Mars, 2015
Pour un moment court, j'ai pensé à lui hier. J'ai eu un rendez-vous à l'institut de beauté à coté de mon travail que je fréquente depuis 3 mois...pour enlever tout. Eh oui, tout! On ne rigole pas avec les poils en 2015!
Quand je suis entrée dans la chambre de torture, une idée drôle a traversé mon esprit: s'il savait que je m'épile comme une vrai femme, il dirait: "putain meuf, mais pourquoi tu ne faisais pas ça quand on sortait ensemble?" Puis je me posais sincèrement la même question: "oui, mais en fait, pourquoi ?"

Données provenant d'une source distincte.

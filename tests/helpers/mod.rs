#![allow(dead_code)] // Not every test binary uses every helper

pub mod fake_runner;

pub use fake_runner::FakeRunner;
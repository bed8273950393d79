use log::LevelFilter;

pub const LOG_ENV_VAR: &str = "TS_CLI_LOG";

/// Parses a level name, falling back to `Warn`
#[must_use]
pub fn level_from(value: Option<&str>) -> LevelFilter {
    value
        .and_then(|v| v.trim().parse::<LevelFilter>().ok())
        .unwrap_or(LevelFilter::Warn)
}

/// Installs a stderr logger whose level is taken from `TS_CLI_LOG`.
///
/// # Errors
/// Returns an error if a logger has already been installed
pub fn init_logging() -> Result<(), log::SetLoggerError> {
    let level = level_from(std::env::var(LOG_ENV_VAR).ok().as_deref());

    fern::Dispatch::new()
        .format(|out, message, record| {
            out.finish(format_args!(
                "[{} {}] {}",
                record.level(),
                record.target(),
                message
            ))
        })
        .level(level)
        .chain(std::io::stderr())
        .apply()
}

#[cfg(test)]
mod tests {
    use super::*;

    #[test]
    fn test_level_from() {
        assert_eq!(level_from(None), LevelFilter::Warn);
        assert_eq!(level_from(Some("debug")), LevelFilter::Debug);
        assert_eq!(level_from(Some("INFO")), LevelFilter::Info);
        assert_eq!(level_from(Some(" trace ")), LevelFilter::Trace);
        assert_eq!(level_from(Some("loud")), LevelFilter::Warn);
    }
}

Pendent que la dame a appliqué la cire brulante sur mes parties intimes avec un grand sourire, les jambes écartées, les dents serrées et l'esprit grand ouvert...j'ai trouvé la réponse.

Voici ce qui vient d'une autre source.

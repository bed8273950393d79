//! # TS CLI
//!
//! An interactive CLI that scaffolds TypeScript projects: it creates the project
//! directory, bootstraps `package.json` and the compiler through npm, lets the user
//! pick optional tooling, and wires that tooling into the generated manifest.
//!
//! ## Features
//!
//! - **Opinionated `tsconfig.json`** - Strict flags, `lib` output and a `src/*` path alias
//! - **ESLint** - TypeScript parser and plugin, with an `eslint` script
//! - **Prettier** - Formatter config and a `prettier` script
//! - **CZ** - Commitizen prompts plus commitlint enforcement on `commit-msg`
//! - **Git hooks** - husky and lint-staged, set up from whatever was selected
//! - **Dev runner** - `npm run dev` through ts-node-dev
//!
//! ## Quick Start
//!
//! ```bash
//! ts-cli create my-app
//! cd my-app
//! npm run dev
//! ```
//!
//! ## Module Structure
//!
//! - [`commands`] - The `create` sequence
//! - [`features`] - Feature catalog, installers, hooks and build script
//! - [`manifest`] - JSON helpers, `package.json` editing and the fixed `tsconfig.json`
//! - [`project`] - The generated project and the tool invocations scoped to it
//! - [`process`] - Real external process execution
//! - [`selection`] - Abstracts interactive selection prompts for testability
//! - [`output`] - Abstracts console output for testability
//! - [`traits`] - Defines the CommandRunner trait for testability and abstraction
//! - [`config`] - Optional `~/.ts-cli.toml` naming the npm/npx executables
//! - [`git`] - Repository initialization using git2 crate
//! - [`error`] - Error taxonomy and exit codes
//! - [`logging`] - Diagnostic logging controlled by `TS_CLI_LOG`

pub mod commands;
pub mod config;
pub mod error;
pub mod features;
pub mod git;
pub mod logging;
pub mod manifest;
pub mod output;
pub mod process;
pub mod project;
pub mod selection;
pub mod traits;

pub use anyhow::Result;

Je crois que je me sentais obligé d'être parfaite à coté de quelqu'un qui ne m'acceptait pas avec mes imperfections, mes poiles perdus sur les jambes, mes mots trop forts, mon coeur trop grand et mes espoirs trop ambitieux. Donc peut-être, subconscient, la fille qui j'étais avant se révoltait. Etait-ce ma petite guerre à moi, une sorte de rebellion? La "manif des poils" contre l'homme que j'aimais, le gars qui voulait constamment, lentement, inconsciemment me transformer en plus douce, en plus calme, en plus épilée, en plus femme au foyer, en plus jenesaisquoi...
"Non, j'ai nettoyé la cuisine, j'ai fait les courses, j'ai ramassé ses chaussettes, j'ai attendu qu'il rentre, fatigué, en me regardant comme l'être le plus soulant sur la planète et puis j'ai fermé ma gueule...Ca suffit, je ne vais pas chez l'esthéticienne, je ne peux pas tout donner moi, hein! Le bon vieux rasoir fera l'affaire. Gratos! Serai-je vraiment plus heureuse avec une chatte lisse comme un miroir? Acceptera-t-il plus mon indépendance, apprécia-t-il plus qui je suis pour de vrai, me dira-t-il que je suis belle de temps en temps, à la place de pointer sur un bouton sur ma joue un dimanche matin?"
Probablement pas...
Peut-être mon refus de la cire était un moyen bizarre de garder quelque chose de cette fille folle, libre, bruyante, bavarde...qu'il aimait il y a longtemps. Celle qu'il a écouté, caressé, qui lui a appris à dire je t'aime...dans ce Paris pluvieux, dans cet appart si petit qu'il fallait même pas se lever pour réchauffer le café, à cet époque quand une bouteille de vin suffisait pour estomper la peur de l'inconnu. Je voulais reserver quelque part dans mon coeur cette fille qui croyait en tellement de choses. Cette fille assise au bord de la Seine qui contemplait ses ongles cassés, ses rêves brisés, les yeux fixés sur les reflets des bateaux mouches, pendant des heures. Cette fille qui n'allait pas s'épiler dans l'institut de beauté comme des grandes. Je ne voulais pas perdre cette fille en moi. Je luttais, je m'abandonnais, je me relevais et tombais encore et encore.
J'ai perdu les batailles l'une après l'autre. Mais pas contre mon homme ou la vie. Contre moi-même.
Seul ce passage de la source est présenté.